Une tragédie a frappé le monde des médias au Liban. Dans la nuit de vendredi, une frappe israélienne sur la petite ville de Hasbaya, dans le sud du pays, a tué dans leur sommeil trois journalistes qui couvraient la guerre faisant rage depuis un mois entre le Hezbollah libanais et Israël. Un drame qui soulève l’indignation et ravive les tensions dans la région.
Le refuge devenu piège mortel
Hasbaya, paisible bourgade à une cinquantaine de kilomètres au sud de Beyrouth, était considérée comme un havre relativement sûr pour les reporters cherchant un peu de répit loin des bastions du Hezbollah, cible principale des bombardements. Plusieurs équipes de télévisions libanaises et arabes y avaient établi leurs quartiers pour la nuit, pensant échapper aux frappes.
Mais peu avant l’aube, vers 03h30, le sifflement d’un missile a réveillé les journalistes dans la panique. Leur complexe hôtelier composé de petits bungalows s’est retrouvé la proie des flammes, envahi par une épaisse fumée et des cris. Une frappe israélienne venait de s’abattre, faisant plusieurs victimes dans les rangs de la presse.
Les victimes, des visages connus
Parmi les journalistes tués dans leur sommeil figurent des noms bien connus du paysage médiatique libanais et arabe :
- Ghassan Najjar, caméraman, et Mohammed Reda, technicien, tous deux employés de la chaîne d’information pro-Iran Al-Mayadeen basée à Beyrouth.
- Wissam Qassem, journaliste de la télévision du Hezbollah al-Manar.
D’autres équipes de médias comme Al-Qahira, Al-Jazeera ou Sky News Arabia étaient également présentes mais ont pu échapper au pire, retrouvant leurs bungalows soufflés et envahis par les décombres.
Une “attaque délibérée” contre la presse
Cet événement tragique a immédiatement été qualifié d’attaque “délibérée” contre des journalistes endormis par le Premier ministre libanais Najib Mikati. Son ministre de l’Information Ziad Makari est allé plus loin en dénonçant un “crime de guerre”, rappelant que les reporters n’étaient pas équipés de leurs gilets pare-balles ou casques.
Muhammad Farhat, un correspondant ayant survécu à la frappe, témoigne avec émotion face caméra, le visage maculé de poussière grise :
“L’ennemi israélien traque à nouveau la presse, même dans une zone qui était considérée comme plutôt éloignée. Voici tout ce qui reste de ma chambre et de mon lit.”
Face à l’ampleur du drame, une autre rescapée exhibe son gilet de presse arraché et interpelle, en colère :
“Je ne sais pas pourquoi on porte ces vestes et ces casques si l’occupation n’y prête aucune attention. Qu’avons-nous fait ? Nous avons signalé leurs crimes dans le sud du Liban ?”

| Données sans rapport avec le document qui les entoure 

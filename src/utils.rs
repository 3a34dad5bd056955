use chrono::{DateTime, NaiveDateTime, SecondsFormat, Utc};
use rocket::http::Status;
use rocket::request::Request;
use rocket::response::content::RawJson;
use rocket::response::{self, Responder, Response};
use serde::Serializer;
use serde_json::{self, Value};
use crate::types::{ApiError, Resource};

pub fn try_respond<'r>(
    req: &'r Request<'_>,
    json: &Value,
    status: Status,
) -> response::Result<'static> {
    let as_json = serde_json::to_string(&json);
    match as_json {
        Ok(json) => {
            let resp = RawJson(json).respond_to(req)?;
            Response::build_from(resp).status(status).ok()
        }

        Err(_) => Err(Status::InternalServerError),
    }
}

/// Stored timestamps are UTC without a zone; render them as `...Z` with millis.
pub fn serialize_date<S>(date: &NaiveDateTime, serializer: S) -> Result<S::Ok, S::Error>
where
    S: Serializer,
{
    let date = DateTime::<Utc>::from_naive_utc_and_offset(*date, Utc);
    let s = date.to_rfc3339_opts(SecondsFormat::Millis, true);
    serializer.serialize_str(&s)
}

/// Parses a numeric path segment. Ids are serial, so zero and negatives are
/// rejected along with non-numbers.
pub fn parse_id(raw: &str, resource: Resource) -> Result<i32, ApiError> {
    match raw.parse::<i32>() {
        Ok(id) if id > 0 => Ok(id),
        _ => Err(ApiError::InvalidIdentifier(resource)),
    }
}

/// The stored vote counts for which adding `delta` stays within `i32`.
pub fn vote_bounds(delta: i32) -> (i32, i32) {
    if delta >= 0 {
        (i32::MIN, i32::MAX - delta)
    } else {
        (i32::MIN - delta, i32::MAX)
    }
}

#[cfg(test)]
mod tests {
    use super::*;
    use chrono::NaiveDate;

    #[derive(Serialize)]
    struct Stamp {
        #[serde(serialize_with = "serialize_date")]
        at: NaiveDateTime,
    }

    #[test]
    fn dates_render_as_utc_millis() {
        let at = NaiveDate::from_ymd_opt(2020, 7, 9)
            .and_then(|d| d.and_hms_milli_opt(20, 11, 0, 0))
            .unwrap();
        let json = serde_json::to_string(&Stamp { at }).unwrap();
        assert_eq!(json, r#"{"at":"2020-07-09T20:11:00.000Z"}"#);
    }

    #[test]
    fn ids_must_be_positive_integers() {
        assert_eq!(parse_id("12", Resource::Article).unwrap(), 12);
        for raw in &["invalid_id", "", "1.5", "0", "-3", "99999999999"] {
            match parse_id(raw, Resource::Comment) {
                Err(ApiError::InvalidIdentifier(Resource::Comment)) => {}
                other => panic!("{:?} gave {:?}", raw, other),
            }
        }
    }

    #[test]
    fn vote_bounds_keep_the_sum_in_range() {
        assert_eq!(vote_bounds(0), (i32::MIN, i32::MAX));
        assert_eq!(vote_bounds(1), (i32::MIN, i32::MAX - 1));
        assert_eq!(vote_bounds(i32::MAX), (i32::MIN, 0));
        assert_eq!(vote_bounds(-100), (i32::MIN + 100, i32::MAX));
        assert_eq!(vote_bounds(i32::MIN), (0, i32::MAX));
    }
}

Déjà plusieurs journalistes ciblés
Les frappes israéliennes ont déjà coûté la vie à plusieurs reporters depuis le début de ce nouveau conflit il y a un mois. Le 13 octobre 2023, un vidéaste de Reuters avait été tué et 6 autres journalistes blessés dont deux de l’AFP. Des enquêtes indépendantes avaient alors conclu à l’utilisation d’un obus de char israélien.
Quelques semaines plus tôt, le 21 novembre 2023, 3 membres de l’équipe d’Al-Mayadeen, dont deux journalistes, étaient tombés sous les bombes dans la même région. Au total, au moins 5 professionnels des médias locaux auraient perdu la vie dans les bombardements sur le sud du Liban et la banlieue de Beyrouth selon des ONG de défense des droits des journalistes.
Nouvelles tensions et sécurité des reporters en question
Ce nouvel événement sanglant ne manquera pas de raviver les tensions déjà vives dans la région. Le message envoyé par Israël semble clair selon les journalistes rescapés de Hasbaya : pas de témoins gênants, même endormis, pour raconter ce qui se passe sur le terrain.
Plus largement, cette attaque mortelle soulève une fois de plus la question épineuse de la sécurité et de la protection des reporters en zone de conflit. Comment assurer l’intégrité physique de ceux dont la mission est d’informer au péril de leur vie ? Un défi malheureusement persistant qui endeuille régulièrement la profession.